» Working data:
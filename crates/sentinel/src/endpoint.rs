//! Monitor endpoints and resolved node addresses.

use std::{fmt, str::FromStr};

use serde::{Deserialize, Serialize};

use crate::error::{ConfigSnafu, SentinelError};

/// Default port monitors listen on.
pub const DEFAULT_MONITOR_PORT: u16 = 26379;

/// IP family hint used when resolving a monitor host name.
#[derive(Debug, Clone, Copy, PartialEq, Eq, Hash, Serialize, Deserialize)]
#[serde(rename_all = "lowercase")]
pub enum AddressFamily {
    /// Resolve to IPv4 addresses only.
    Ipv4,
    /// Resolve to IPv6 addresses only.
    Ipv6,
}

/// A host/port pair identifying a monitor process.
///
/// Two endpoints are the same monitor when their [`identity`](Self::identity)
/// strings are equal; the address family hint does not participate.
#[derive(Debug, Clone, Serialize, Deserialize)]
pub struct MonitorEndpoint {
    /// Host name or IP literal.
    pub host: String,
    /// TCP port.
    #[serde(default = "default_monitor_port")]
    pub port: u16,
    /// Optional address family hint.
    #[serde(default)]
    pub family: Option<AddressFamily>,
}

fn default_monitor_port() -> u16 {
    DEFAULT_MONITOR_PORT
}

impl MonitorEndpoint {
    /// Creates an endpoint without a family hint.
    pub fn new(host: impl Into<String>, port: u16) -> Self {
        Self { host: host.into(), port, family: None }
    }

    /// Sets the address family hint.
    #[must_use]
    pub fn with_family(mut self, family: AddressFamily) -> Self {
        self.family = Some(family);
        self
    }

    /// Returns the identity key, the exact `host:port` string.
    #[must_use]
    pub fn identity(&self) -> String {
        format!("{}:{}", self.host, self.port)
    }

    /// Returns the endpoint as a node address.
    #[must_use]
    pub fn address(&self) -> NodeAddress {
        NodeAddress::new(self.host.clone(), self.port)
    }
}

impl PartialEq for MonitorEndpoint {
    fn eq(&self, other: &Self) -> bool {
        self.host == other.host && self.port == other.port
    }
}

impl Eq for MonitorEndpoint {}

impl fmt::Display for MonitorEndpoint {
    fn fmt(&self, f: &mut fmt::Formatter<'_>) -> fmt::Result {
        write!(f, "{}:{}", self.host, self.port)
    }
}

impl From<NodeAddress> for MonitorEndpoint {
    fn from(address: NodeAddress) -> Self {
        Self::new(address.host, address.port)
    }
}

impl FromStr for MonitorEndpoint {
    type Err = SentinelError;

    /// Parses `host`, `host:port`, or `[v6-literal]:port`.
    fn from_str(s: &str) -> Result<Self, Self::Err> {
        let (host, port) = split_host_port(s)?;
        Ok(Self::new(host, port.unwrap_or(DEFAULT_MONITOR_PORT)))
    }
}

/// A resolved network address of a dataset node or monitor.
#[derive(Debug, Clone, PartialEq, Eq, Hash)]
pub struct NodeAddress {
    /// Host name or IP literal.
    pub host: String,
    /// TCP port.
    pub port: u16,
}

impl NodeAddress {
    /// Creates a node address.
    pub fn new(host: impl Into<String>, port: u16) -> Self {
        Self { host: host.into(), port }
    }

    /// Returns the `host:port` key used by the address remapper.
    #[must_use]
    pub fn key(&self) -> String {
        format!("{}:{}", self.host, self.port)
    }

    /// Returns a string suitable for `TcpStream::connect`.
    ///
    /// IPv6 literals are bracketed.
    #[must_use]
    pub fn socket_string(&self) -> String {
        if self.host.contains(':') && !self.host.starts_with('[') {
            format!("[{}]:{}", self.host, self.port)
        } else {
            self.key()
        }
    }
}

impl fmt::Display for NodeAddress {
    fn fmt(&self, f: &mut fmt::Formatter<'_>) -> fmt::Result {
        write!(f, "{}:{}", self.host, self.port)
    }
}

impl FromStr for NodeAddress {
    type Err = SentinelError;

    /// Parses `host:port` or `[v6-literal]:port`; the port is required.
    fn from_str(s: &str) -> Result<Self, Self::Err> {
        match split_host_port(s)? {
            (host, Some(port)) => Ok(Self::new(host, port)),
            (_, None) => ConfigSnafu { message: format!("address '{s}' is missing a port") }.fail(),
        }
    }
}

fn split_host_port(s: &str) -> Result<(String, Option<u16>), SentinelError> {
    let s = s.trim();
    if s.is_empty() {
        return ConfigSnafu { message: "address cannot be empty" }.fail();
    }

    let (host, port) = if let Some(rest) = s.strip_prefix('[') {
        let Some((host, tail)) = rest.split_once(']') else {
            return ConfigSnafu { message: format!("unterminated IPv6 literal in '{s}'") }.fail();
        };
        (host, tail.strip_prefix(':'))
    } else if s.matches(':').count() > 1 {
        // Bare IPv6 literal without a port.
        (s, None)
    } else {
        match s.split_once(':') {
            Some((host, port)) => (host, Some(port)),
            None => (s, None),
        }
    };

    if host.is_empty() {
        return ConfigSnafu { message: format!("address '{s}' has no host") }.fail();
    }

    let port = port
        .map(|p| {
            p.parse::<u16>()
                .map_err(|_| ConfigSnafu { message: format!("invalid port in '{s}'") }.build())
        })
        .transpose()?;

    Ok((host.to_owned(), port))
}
---
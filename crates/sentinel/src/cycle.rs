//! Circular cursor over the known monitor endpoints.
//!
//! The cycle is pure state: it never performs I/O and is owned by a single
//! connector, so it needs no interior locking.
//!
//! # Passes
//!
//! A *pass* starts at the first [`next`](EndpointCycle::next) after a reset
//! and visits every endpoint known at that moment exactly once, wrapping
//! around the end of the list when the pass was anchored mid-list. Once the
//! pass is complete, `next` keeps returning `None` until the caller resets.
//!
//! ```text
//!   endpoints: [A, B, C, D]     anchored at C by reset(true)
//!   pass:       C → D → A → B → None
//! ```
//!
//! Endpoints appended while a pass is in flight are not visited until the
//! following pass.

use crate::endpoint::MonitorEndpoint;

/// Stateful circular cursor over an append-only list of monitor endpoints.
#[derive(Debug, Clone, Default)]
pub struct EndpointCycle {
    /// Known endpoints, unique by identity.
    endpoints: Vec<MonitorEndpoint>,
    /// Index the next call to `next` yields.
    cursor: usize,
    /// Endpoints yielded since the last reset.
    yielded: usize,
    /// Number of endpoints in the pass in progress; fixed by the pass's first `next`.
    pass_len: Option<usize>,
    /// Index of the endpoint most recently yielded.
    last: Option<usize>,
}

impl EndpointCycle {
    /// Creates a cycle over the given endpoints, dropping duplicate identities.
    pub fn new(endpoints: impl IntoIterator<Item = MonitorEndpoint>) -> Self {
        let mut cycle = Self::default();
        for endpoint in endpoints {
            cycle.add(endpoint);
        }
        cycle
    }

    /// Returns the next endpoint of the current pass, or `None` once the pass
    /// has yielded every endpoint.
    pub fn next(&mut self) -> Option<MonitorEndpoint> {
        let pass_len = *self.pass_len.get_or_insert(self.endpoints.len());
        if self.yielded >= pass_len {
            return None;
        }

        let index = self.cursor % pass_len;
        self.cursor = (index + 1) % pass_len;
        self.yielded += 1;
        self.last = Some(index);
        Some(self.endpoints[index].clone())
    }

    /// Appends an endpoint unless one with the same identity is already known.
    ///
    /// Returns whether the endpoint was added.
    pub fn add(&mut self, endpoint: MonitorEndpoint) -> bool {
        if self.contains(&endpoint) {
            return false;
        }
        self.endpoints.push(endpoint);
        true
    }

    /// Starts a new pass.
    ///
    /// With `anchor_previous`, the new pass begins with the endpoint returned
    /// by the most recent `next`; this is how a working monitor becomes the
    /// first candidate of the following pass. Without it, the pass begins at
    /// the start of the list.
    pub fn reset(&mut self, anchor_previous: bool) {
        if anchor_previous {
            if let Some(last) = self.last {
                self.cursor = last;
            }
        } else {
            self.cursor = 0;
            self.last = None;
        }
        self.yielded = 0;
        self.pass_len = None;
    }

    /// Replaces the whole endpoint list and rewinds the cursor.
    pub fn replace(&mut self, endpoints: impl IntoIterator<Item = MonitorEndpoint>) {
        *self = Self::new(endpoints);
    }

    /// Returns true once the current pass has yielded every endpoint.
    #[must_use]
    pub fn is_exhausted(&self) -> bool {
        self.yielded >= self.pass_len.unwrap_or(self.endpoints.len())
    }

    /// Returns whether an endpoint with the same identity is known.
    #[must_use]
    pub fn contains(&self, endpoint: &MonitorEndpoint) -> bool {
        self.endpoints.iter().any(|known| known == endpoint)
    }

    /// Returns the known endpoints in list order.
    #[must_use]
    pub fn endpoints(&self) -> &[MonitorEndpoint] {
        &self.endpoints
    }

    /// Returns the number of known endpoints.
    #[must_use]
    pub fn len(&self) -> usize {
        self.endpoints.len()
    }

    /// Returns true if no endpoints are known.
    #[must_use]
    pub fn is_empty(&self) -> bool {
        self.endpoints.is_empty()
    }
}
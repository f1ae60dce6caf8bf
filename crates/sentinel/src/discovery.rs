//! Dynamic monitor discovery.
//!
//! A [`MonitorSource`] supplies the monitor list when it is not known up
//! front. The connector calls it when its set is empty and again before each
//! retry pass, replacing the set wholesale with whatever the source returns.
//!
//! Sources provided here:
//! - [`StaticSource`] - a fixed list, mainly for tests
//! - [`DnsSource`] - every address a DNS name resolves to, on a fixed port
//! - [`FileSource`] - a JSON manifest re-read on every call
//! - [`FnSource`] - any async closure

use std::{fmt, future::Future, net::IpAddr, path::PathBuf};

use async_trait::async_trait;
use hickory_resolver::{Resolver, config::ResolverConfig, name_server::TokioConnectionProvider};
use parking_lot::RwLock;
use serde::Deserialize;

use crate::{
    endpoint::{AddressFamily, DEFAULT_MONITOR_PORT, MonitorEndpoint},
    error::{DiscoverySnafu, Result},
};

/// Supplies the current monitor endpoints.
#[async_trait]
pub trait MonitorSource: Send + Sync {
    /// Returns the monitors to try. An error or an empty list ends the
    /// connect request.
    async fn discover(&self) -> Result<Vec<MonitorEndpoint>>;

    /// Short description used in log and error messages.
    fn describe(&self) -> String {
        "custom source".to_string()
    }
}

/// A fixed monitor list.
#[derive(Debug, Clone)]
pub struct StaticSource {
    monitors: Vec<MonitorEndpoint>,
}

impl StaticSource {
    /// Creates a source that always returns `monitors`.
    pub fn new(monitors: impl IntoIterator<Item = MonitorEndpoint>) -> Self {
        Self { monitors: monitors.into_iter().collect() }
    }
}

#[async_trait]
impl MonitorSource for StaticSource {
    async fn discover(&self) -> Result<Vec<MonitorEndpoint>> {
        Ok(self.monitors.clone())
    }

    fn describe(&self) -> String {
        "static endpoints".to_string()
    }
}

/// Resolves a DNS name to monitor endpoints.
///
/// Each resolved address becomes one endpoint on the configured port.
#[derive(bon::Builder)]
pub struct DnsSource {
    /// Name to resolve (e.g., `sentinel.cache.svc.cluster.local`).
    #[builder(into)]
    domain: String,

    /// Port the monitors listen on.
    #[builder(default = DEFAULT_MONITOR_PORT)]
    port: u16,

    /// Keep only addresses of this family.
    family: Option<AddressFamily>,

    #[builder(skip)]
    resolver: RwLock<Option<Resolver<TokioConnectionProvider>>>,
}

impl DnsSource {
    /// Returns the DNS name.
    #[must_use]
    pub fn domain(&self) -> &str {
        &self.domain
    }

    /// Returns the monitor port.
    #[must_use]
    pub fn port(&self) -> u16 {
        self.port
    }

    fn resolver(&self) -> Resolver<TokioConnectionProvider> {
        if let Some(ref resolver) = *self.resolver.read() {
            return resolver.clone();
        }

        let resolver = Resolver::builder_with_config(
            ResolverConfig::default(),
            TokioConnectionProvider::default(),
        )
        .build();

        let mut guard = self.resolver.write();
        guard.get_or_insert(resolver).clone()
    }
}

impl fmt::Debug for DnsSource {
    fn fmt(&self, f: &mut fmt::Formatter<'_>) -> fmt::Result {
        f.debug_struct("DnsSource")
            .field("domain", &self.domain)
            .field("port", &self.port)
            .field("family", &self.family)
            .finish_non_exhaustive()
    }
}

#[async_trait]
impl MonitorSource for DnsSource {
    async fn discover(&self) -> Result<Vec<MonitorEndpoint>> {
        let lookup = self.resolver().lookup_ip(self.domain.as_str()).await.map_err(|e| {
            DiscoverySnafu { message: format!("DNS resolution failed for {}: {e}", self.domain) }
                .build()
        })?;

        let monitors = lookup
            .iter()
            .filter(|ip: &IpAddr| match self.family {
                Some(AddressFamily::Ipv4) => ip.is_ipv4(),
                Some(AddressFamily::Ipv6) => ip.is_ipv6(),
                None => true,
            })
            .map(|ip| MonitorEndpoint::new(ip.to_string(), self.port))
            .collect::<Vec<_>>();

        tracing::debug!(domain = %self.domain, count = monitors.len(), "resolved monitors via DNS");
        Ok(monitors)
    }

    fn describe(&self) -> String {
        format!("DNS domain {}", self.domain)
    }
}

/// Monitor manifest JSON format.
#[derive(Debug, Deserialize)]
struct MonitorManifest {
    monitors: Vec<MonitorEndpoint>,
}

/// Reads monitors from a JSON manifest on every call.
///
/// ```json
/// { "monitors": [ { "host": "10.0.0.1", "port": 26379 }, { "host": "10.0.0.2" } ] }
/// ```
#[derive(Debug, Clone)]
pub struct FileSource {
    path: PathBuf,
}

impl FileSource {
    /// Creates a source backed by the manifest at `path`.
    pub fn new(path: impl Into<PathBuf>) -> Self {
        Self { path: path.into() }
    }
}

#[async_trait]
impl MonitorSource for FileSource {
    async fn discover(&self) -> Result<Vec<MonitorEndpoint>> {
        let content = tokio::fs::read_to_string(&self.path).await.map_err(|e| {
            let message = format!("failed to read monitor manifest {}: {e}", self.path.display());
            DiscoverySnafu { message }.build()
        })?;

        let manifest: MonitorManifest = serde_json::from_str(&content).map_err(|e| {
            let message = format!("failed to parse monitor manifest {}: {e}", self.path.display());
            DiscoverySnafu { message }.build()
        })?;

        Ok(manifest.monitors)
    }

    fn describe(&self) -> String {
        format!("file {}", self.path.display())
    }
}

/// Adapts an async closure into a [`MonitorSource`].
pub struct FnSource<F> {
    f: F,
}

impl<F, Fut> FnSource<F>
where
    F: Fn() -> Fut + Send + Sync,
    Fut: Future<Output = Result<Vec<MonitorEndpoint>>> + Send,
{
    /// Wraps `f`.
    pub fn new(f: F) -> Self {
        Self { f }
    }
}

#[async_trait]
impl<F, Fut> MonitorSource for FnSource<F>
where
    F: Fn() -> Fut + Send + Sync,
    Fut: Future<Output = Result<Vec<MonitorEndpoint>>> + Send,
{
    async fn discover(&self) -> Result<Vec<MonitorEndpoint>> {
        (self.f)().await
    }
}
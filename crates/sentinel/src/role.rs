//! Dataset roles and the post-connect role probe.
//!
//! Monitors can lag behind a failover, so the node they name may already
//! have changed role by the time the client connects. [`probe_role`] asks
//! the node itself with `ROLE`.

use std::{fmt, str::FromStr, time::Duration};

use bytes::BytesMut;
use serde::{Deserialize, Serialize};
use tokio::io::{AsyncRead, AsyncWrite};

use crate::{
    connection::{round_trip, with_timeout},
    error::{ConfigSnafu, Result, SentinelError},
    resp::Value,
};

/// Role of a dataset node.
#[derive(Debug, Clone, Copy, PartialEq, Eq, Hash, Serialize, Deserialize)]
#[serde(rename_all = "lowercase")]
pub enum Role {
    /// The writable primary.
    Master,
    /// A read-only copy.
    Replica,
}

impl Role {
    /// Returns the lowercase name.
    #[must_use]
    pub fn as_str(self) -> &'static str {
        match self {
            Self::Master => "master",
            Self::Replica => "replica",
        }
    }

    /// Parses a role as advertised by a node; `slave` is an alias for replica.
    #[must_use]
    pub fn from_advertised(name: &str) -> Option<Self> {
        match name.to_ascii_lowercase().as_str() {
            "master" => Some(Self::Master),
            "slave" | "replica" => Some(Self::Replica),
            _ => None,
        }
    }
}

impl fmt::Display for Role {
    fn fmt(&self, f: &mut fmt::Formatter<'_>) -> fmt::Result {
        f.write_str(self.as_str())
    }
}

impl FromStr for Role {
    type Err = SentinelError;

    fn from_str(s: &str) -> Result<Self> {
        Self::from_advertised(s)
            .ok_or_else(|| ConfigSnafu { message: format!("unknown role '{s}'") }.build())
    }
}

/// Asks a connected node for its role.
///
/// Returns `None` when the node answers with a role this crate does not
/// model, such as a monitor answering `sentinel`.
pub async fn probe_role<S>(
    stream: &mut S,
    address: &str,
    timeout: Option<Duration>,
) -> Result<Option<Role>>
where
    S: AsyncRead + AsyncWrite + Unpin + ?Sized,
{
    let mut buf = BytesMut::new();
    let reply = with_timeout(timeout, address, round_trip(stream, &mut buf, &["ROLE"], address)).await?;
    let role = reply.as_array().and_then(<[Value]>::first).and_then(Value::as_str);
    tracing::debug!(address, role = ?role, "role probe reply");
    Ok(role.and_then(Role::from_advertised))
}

» Task statement: Could you return exactly the stretch of the data above that starts at the line with "monitor host name." and ends at the line with "Two endpoints are", both lines included?

» Response area:
/// IP family hint used when resolving a monitor host name.
#[derive(Debug, Clone, Copy, PartialEq, Eq, Hash, Serialize, Deserialize)]
#[serde(rename_all = "lowercase")]
pub enum AddressFamily {
    /// Resolve to IPv4 addresses only.
    Ipv4,
    /// Resolve to IPv6 addresses only.
    Ipv6,
}

/// A host/port pair identifying a monitor process.
///
/// Two endpoints are the same monitor when their [`identity`](Self::identity)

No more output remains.